I asked a similar question on math.stackexchange but did not get any responses, so I thought I'd kick it up to mathoverflow.

In Crainic and Fernandes's "Integrability of Lie Brackets" (and the accompanying lecture notes), they use Lie II to prove the equivalence between $A$-paths (Lie algebroid morphisms $TI \to A$, where $TI$ is the tangent bundle over the unit interval) and $G$-paths (functors from the pair groupoid over $I$ into $G$). This is, of course, rock solid as a proof, but I find it a bit unsatisfying to have a fairly important step of a proof handled by applying a very powerful theorem to one of the simplest possible cases where it applies.

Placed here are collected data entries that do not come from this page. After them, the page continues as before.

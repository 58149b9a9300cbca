// Copyright 2025 Umberto Gotti <umberto.gotti@umbertogotti.dev>
// Licensed under the Apache License, Version 2.0
// http://www.apache.org/licenses/LICENSE-2.0

use serde::{Deserialize, Serialize};
use std::path::{Path, PathBuf};
use std::{env, fs, io};
use thiserror::Error;
use weather_fanout_core::{FailurePolicy, RunConfig, WorkItem};

pub const API_KEY_VAR: &str = "OPENWEATHER_API_KEY";
pub const DEFAULT_BASE_URL: &str = "http://api.openweathermap.org/data/2.5/weather";
pub const DEFAULT_CITIES: [&str; 6] = [
    "mumbai",
    "delhi",
    "hyderabad",
    "chennai",
    "ahmedabad",
    "jaipur",
];

#[derive(Debug, Clone, Copy, Default, PartialEq, Eq, Serialize, Deserialize, clap::ValueEnum)]
#[serde(rename_all = "snake_case")]
pub enum RunMode {
    Sequential,
    #[default]
    Concurrent,
    /// Sequential first, then concurrent, for comparison
    Both,
}

#[derive(Debug, Error)]
pub enum ConfigError {
    #[error("failed to read {path:?}: {source}")]
    Io { path: PathBuf, source: io::Error },

    #[error("failed to parse {path:?}: {source}")]
    Parse {
        path: PathBuf,
        source: serde_json::Error,
    },

    #[error("environment variable {0} is not set")]
    MissingApiKey(&'static str),
}

#[derive(Debug, Clone, PartialEq, Serialize, Deserialize)]
#[serde(default)]
pub struct AppConfig {
    pub cities: Vec<String>,
    pub base_url: String,
    pub mode: RunMode,
    pub max_concurrency: Option<usize>,
    /// Report failures and carry on instead of aborting the run
    pub keep_going: bool,
}

impl Default for AppConfig {
    fn default() -> Self {
        Self {
            cities: DEFAULT_CITIES.iter().map(|c| c.to_string()).collect(),
            base_url: DEFAULT_BASE_URL.to_string(),
            mode: RunMode::default(),
            max_concurrency: None,
            keep_going: false,
        }
    }
}

impl AppConfig {
    pub fn load(path: &Path) -> Result<Self, ConfigError> {
        let contents = fs::read_to_string(path).map_err(|source| ConfigError::Io {
            path: path.to_path_buf(),
            source,
        })?;
        serde_json::from_str(&contents).map_err(|source| ConfigError::Parse {
            path: path.to_path_buf(),
            source,
        })
    }

    /// Like [`AppConfig::load`], but a missing file means defaults
    pub fn load_or_default(path: &Path) -> Result<Self, ConfigError> {
        match Self::load(path) {
            Ok(config) => Ok(config),
            Err(ConfigError::Io { source, .. }) if source.kind() == io::ErrorKind::NotFound => {
                eprintln!("{} not found, using default configuration", path.display());
                Ok(Self::default())
            }
            Err(e) => Err(e),
        }
    }

    pub fn work_items(&self) -> Vec<WorkItem> {
        self.cities.iter().map(|c| WorkItem::new(c.as_str())).collect()
    }

    pub fn run_config(&self) -> RunConfig {
        let policy = if self.keep_going {
            FailurePolicy::CollectAll
        } else {
            FailurePolicy::FailFast
        };
        RunConfig::default()
            .with_policy(policy)
            .with_max_concurrency(self.max_concurrency)
    }
}

/// Credential for the weather service, never stored in config files
pub fn api_key_from_env() -> Result<String, ConfigError> {
    match env::var(API_KEY_VAR) {
        Ok(key) if !key.trim().is_empty() => Ok(key),
        _ => Err(ConfigError::MissingApiKey(API_KEY_VAR)),
    }
}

I first tried unwinding one of the original proofs of Lie II for groupoids from Moerdijk and Mrcun's book, where I assumed the source-simply-connected Lie groupoid in question is the pair groupoid over $I$. However, I once again found myself using powerful theorems about foliations while dealing with one of the simplest possible cases (the foliation of $I \times I$ by $I$). This feels like a result that should be amenable to elementary techniques and is nestled away in a masters thesis somewhere or a paper from the early days of Lie algebroids, but I can't seem to find a reference. I'm also sure that someone working in this field can probably pull the construction off the top of their head, but I'm having trouble finding the construction myself.

In summary:

  1. Does anyone know where I can find an explicit/direct proof of the bijection between functors on the pair groupoid over the unit inverval $I$ into a Lie groupoid $G$ and Lie algebroid morphisms $TI \to Lie(G)$?
  2. It seems as though the construction in (1) should be derivable from something like "the pair groupoid over a vector space $V$ integrates the trivial lie algebroid $TV \cong V \times V \xrightarrow{\pi_0} V$". This would be the ideal construction to find.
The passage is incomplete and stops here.